(WHAT YOU WILL DO)
Select and copy out every line in the records containing "false".

(AVAILABLE RECORDS)
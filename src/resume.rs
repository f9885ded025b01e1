//! Deciding where an interrupted pull continues.
use serde::{Deserialize, Serialize};
use std::time::Duration;
use tracing::info;

use crate::model::Metadata;

/// Last recorded position of a paginated pull.
#[derive(Debug, Clone, Default, PartialEq, Eq, Serialize, Deserialize)]
pub struct ResumeState {
    pub endpoint: String,
    #[serde(default)]
    pub metadata: Metadata,
    pub last_page: u32,
    pub count: u64,
}

impl ResumeState {
    pub fn is_empty(&self) -> bool {
        self.endpoint.is_empty()
    }

    pub fn clear(&mut self) {
        *self = ResumeState::default();
    }

    /// Endpoint and metadata both equal the request. Map equality ignores
    /// insertion order and an absent map equals an empty one.
    pub fn matches(&self, endpoint: &str, metadata: &Metadata) -> bool {
        !self.endpoint.is_empty() && self.endpoint == endpoint && &self.metadata == metadata
    }
}

/// Page and running count a fetch starts from.
#[derive(Debug, Clone, Copy, PartialEq, Eq)]
pub struct StartPoint {
    pub page: u32,
    pub count: u64,
}

impl StartPoint {
    pub const FIRST: StartPoint = StartPoint { page: 1, count: 0 };

    pub fn is_resumed(&self) -> bool {
        self.page > 1
    }
}

impl Default for StartPoint {
    fn default() -> Self {
        StartPoint::FIRST
    }
}

/// Options of one pull invocation.
#[derive(Debug, Clone, PartialEq, Eq)]
pub struct PullOptions {
    /// Persist fetched rows to the local store.
    pub store: bool,
    /// Hand fetched rows back for printing.
    pub stdout: bool,
    /// Minimum pause between page requests.
    pub interval: Duration,
    pub resume: ResumeState,
}

impl Default for PullOptions {
    fn default() -> Self {
        Self {
            store: true,
            stdout: false,
            interval: Duration::ZERO,
            resume: ResumeState::default(),
        }
    }
}

impl PullOptions {
    /// Start point for `endpoint`/`metadata`.
    ///
    /// On a match the fetch continues after the recorded page and the
    /// returned options no longer carry the resume state, so a nested or
    /// later call cannot match it again.
    pub fn for_endpoint(&self, endpoint: &str, metadata: &Metadata) -> (PullOptions, StartPoint) {
        if !self.resume.matches(endpoint, metadata) {
            return (self.clone(), StartPoint::FIRST);
        }
        let start = StartPoint {
            page: self.resume.last_page.saturating_add(1).max(1),
            count: self.resume.count,
        };
        let mut options = self.clone();
        options.resume.clear();
        (options, start)
    }
}

/// Where an "every repository/team" driver restarts.
#[derive(Debug, Clone, Default, PartialEq, Eq)]
pub struct ResumePosition {
    /// Position of the recorded candidate; `None` processes every candidate.
    pub index: Option<usize>,
    pub name: String,
    /// Informational note when stale resume metadata was discarded.
    pub message: Option<String>,
}

impl ResumePosition {
    /// Candidates strictly before the resume index were already processed.
    pub fn skips(&self, position: usize) -> bool {
        self.index.map_or(false, |index| position < index)
    }
}

/// Locates the candidate a driver should resume at.
///
/// `name_key` and `index_key` are the metadata keys recording the candidate's
/// name and list position, `label` names the candidate kind in messages and
/// `identifier` names the owner of the list.
pub fn prepare_resume(
    candidates: &[String],
    state: &mut ResumeState,
    endpoint: &str,
    name_key: &str,
    index_key: &str,
    label: &str,
    identifier: &str,
) -> ResumePosition {
    if state.endpoint != endpoint {
        return ResumePosition::default();
    }

    if let Some(name) = state.metadata.get(name_key).filter(|n| !n.is_empty()).cloned() {
        if let Some(index) = candidates.iter().position(|c| *c == name) {
            return ResumePosition {
                index: Some(index),
                name,
                message: None,
            };
        }
        state.clear();
        let message = format!(
            "resume {label} \"{name}\" for {identifier} not found in current list; restarting from first {label}"
        );
        info!(%endpoint, "{}", message);
        return ResumePosition {
            index: None,
            name: String::new(),
            message: Some(message),
        };
    }

    if state.metadata.contains_key(index_key) {
        state.clear();
        let message = format!(
            "resume state for {identifier} is missing the {label} name; restarting from first {label}"
        );
        info!(%endpoint, "{}", message);
        return ResumePosition {
            index: None,
            name: String::new(),
            message: Some(message),
        };
    }

    ResumePosition::default()
}

#[cfg(test)]
mod tests {
    use super::*;

    fn meta(pairs: &[(&str, &str)]) -> Metadata {
        pairs
            .iter()
            .map(|(k, v)| (k.to_string(), v.to_string()))
            .collect()
    }

    fn options_with(resume: ResumeState) -> PullOptions {
        PullOptions {
            resume,
            ..PullOptions::default()
        }
    }

    fn candidates() -> Vec<String> {
        vec!["alpha".into(), "beta".into(), "gamma".into()]
    }

    fn state(metadata: Metadata) -> ResumeState {
        ResumeState {
            endpoint: "repos-users".into(),
            metadata,
            last_page: 2,
            count: 40,
        }
    }

    #[test]
    fn for_endpoint_resumes_on_exact_match() {
        let opts = options_with(ResumeState {
            endpoint: "repos-users".into(),
            metadata: meta(&[("repo", "r"), ("repo_index", "4")]),
            last_page: 3,
            count: 120,
        });
        let (next, start) =
            opts.for_endpoint("repos-users", &meta(&[("repo_index", "4"), ("repo", "r")]));
        assert_eq!(start, StartPoint { page: 4, count: 120 });
        assert!(next.resume.is_empty());
        // The cleared options no longer match.
        let (_, again) =
            next.for_endpoint("repos-users", &meta(&[("repo", "r"), ("repo_index", "4")]));
        assert_eq!(again, StartPoint::FIRST);
    }

    #[test]
    fn for_endpoint_starts_fresh_on_mismatch() {
        let opts = options_with(ResumeState {
            endpoint: "repos-users".into(),
            metadata: meta(&[("repo", "r")]),
            last_page: 3,
            count: 120,
        });
        let (next, start) = opts.for_endpoint("repos-teams", &meta(&[("repo", "r")]));
        assert_eq!(start, StartPoint::FIRST);
        assert_eq!(next, opts);

        let (_, start) = opts.for_endpoint("repos-users", &meta(&[("repo", "other")]));
        assert_eq!(start, StartPoint::FIRST);

        let (_, start) = opts.for_endpoint("repos-users", &Metadata::new());
        assert_eq!(start, StartPoint::FIRST);
    }

    #[test]
    fn for_endpoint_treats_missing_metadata_as_empty() {
        let resume: ResumeState =
            serde_json::from_str(r#"{"endpoint":"users","last_page":0,"count":0}"#).unwrap();
        let (_, start) = options_with(resume).for_endpoint("users", &Metadata::new());
        assert_eq!(start, StartPoint { page: 1, count: 0 });
    }

    #[test]
    fn for_endpoint_never_matches_empty_state() {
        let (_, start) = PullOptions::default().for_endpoint("", &Metadata::new());
        assert_eq!(start, StartPoint::FIRST);
    }

    #[test]
    fn prepare_resume_finds_recorded_candidate() {
        let mut st = state(meta(&[("repo", "beta"), ("repo_index", "1")]));
        let before = st.clone();
        let pos = prepare_resume(
            &candidates(), &mut st, "repos-users", "repo", "repo_index", "repository", "acme",
        );
        assert_eq!(pos.index, Some(1));
        assert_eq!(pos.name, "beta");
        assert!(pos.message.is_none());
        assert_eq!(st, before);
        assert!(pos.skips(0));
        assert!(!pos.skips(1));
        assert!(!pos.skips(2));
    }

    #[test]
    fn prepare_resume_clears_when_name_missing() {
        let mut st = state(meta(&[("repo_index", "2")]));
        let pos = prepare_resume(
            &candidates(), &mut st, "repos-users", "repo", "repo_index", "repository", "acme",
        );
        assert!(st.is_empty());
        assert_eq!(pos.index, None);
        assert!(pos.name.is_empty());
        assert!(pos.message.unwrap().contains("missing"));
    }

    #[test]
    fn prepare_resume_clears_when_name_not_found() {
        let mut st = state(meta(&[("repo", "delta")]));
        let pos = prepare_resume(
            &candidates(), &mut st, "repos-users", "repo", "repo_index", "repository", "acme",
        );
        assert!(st.is_empty());
        assert_eq!(pos.index, None);
        let message = pos.message.unwrap();
        assert!(message.contains("delta"));
        assert!(message.contains("not found"));
        assert!(message.contains("restarting from first repository"));
    }

    #[test]
    fn prepare_resume_ignores_other_endpoints() {
        let mut st = state(meta(&[("repo", "delta")]));
        let before = st.clone();
        let pos = prepare_resume(
            &candidates(), &mut st, "teams-users", "team", "team_index", "team", "acme",
        );
        assert_eq!(pos, ResumePosition::default());
        assert_eq!(st, before);
    }

    #[test]
    fn prepare_resume_noop_without_identifying_keys() {
        let mut st = state(Metadata::new());
        let before = st.clone();
        let pos = prepare_resume(
            &candidates(), &mut st, "repos-users", "repo", "repo_index", "repository", "acme",
        );
        assert_eq!(pos.index, None);
        assert!(pos.message.is_none());
        assert_eq!(st, before);
    }
}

(RESULT OF THIS EXERCISE)
            stdout: false,
        self.index.map_or(false, |index| position < index)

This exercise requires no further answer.